> _About this exercise_:
Copy every line of the data that includes the string "canonical".

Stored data
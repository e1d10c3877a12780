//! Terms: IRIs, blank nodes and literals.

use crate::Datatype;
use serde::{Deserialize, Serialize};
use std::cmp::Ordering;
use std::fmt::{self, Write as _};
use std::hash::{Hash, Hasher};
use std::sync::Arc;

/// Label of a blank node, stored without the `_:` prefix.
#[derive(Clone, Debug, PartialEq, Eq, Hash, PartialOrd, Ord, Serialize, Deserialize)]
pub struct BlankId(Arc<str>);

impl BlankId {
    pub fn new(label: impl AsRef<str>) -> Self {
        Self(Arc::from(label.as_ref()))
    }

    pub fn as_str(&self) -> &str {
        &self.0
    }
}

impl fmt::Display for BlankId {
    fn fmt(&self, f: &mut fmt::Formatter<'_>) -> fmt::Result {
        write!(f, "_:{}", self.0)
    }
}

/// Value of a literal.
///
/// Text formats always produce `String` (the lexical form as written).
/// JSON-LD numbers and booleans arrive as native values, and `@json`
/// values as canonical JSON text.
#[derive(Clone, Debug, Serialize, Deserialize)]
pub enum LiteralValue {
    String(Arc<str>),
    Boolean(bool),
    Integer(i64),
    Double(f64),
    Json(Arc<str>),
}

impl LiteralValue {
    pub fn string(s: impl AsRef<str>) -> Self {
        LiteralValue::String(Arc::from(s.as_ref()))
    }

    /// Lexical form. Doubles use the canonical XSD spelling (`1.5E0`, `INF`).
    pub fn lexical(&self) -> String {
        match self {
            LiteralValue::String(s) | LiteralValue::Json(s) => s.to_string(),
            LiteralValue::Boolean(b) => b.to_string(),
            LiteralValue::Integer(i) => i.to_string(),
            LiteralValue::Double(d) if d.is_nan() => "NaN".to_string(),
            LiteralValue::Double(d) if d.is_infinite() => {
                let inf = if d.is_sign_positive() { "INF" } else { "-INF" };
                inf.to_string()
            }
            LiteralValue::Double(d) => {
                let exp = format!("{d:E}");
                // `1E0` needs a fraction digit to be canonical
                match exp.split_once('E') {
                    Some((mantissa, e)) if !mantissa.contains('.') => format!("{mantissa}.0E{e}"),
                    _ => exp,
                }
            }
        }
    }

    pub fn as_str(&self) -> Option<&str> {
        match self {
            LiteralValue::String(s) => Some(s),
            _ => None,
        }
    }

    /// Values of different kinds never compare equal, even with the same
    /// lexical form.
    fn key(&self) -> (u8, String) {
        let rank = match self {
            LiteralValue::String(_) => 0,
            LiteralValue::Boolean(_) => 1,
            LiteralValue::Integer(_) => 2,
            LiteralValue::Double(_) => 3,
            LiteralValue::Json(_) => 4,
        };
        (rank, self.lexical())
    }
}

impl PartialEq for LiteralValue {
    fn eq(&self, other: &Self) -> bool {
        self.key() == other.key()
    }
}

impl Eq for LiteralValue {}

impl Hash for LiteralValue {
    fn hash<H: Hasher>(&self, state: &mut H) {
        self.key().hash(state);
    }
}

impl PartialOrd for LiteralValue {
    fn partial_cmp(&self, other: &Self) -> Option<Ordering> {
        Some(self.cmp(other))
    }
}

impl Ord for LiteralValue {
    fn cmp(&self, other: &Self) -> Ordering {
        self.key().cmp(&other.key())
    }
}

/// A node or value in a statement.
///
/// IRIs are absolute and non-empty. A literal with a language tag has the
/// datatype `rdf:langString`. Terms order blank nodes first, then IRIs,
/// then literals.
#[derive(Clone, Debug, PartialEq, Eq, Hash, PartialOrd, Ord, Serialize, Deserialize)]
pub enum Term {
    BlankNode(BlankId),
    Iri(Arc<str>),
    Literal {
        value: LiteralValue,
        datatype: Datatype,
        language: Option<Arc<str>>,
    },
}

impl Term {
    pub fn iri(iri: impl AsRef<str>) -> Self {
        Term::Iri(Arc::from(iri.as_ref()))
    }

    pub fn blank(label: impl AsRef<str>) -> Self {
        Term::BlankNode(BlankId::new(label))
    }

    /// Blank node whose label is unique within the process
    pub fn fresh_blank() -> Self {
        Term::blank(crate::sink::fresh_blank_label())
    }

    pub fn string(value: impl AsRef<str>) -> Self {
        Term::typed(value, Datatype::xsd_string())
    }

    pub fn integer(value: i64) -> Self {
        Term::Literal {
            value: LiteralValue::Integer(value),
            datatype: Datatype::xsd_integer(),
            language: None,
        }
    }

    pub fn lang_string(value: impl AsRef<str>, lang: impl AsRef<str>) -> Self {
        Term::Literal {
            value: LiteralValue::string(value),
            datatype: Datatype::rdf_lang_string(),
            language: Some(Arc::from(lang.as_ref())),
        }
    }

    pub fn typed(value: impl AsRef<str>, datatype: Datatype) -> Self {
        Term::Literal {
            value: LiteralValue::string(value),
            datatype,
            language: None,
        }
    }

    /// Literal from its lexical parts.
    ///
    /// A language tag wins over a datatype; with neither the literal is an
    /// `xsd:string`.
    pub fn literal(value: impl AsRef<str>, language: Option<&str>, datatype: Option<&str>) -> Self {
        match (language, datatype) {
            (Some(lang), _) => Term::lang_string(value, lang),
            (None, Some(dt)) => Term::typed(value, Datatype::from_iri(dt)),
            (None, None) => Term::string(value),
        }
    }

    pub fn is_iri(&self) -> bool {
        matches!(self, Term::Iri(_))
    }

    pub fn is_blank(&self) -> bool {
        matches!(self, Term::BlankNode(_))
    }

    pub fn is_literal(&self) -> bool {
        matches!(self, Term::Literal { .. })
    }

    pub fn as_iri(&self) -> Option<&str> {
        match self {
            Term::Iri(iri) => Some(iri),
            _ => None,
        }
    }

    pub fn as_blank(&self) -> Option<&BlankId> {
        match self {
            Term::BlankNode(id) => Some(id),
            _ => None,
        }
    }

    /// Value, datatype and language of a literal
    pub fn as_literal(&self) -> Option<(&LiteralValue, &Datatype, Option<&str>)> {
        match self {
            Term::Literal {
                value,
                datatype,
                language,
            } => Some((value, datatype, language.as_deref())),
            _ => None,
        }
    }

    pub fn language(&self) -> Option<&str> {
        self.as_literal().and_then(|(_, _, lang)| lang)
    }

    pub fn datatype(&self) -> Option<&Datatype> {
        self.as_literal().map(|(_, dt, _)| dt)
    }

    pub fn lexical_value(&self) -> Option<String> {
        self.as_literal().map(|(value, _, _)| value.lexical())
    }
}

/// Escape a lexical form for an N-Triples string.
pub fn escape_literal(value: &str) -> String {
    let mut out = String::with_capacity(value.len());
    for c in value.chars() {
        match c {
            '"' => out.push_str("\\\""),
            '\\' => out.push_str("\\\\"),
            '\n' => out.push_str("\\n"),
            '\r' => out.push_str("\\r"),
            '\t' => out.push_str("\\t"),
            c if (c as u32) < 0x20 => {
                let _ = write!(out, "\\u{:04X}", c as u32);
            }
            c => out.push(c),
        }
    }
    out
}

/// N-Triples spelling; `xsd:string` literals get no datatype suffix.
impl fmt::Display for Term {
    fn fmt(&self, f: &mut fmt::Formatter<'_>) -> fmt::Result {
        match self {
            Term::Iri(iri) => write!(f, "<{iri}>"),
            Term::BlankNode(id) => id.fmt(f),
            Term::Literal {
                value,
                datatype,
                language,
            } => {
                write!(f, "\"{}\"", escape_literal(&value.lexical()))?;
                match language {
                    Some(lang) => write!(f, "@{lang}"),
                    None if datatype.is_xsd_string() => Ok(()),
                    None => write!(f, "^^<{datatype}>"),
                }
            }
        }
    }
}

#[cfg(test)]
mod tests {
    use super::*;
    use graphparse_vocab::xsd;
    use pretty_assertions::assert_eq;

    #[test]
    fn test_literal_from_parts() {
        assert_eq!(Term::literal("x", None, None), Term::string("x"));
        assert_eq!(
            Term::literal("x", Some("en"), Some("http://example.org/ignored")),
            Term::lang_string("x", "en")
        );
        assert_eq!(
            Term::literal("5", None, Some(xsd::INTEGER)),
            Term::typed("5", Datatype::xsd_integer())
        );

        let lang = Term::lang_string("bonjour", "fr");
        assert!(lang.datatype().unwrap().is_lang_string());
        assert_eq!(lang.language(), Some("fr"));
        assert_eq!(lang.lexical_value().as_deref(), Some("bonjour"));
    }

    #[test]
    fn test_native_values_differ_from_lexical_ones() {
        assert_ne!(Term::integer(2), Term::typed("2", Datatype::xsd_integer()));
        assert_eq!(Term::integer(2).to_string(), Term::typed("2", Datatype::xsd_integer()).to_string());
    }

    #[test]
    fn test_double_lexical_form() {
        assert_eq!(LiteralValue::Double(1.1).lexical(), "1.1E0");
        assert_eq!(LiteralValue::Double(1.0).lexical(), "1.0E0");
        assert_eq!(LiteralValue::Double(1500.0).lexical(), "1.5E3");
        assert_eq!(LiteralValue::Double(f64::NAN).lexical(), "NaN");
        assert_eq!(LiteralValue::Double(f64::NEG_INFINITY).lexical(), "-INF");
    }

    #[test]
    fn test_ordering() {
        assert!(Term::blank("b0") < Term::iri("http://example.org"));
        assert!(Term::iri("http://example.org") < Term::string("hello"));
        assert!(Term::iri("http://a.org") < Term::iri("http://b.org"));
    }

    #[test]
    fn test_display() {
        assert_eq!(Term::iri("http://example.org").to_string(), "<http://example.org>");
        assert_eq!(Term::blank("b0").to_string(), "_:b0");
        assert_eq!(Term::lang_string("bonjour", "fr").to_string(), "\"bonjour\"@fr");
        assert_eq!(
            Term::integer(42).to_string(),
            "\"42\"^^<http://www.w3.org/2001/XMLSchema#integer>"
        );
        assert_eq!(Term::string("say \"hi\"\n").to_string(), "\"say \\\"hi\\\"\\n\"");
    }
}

> _Solution for this problem_:
/// values as canonical JSON text.
    /// Lexical form. Doubles use the canonical XSD spelling (`1.5E0`, `INF`).
                // `1E0` needs a fraction digit to be canonical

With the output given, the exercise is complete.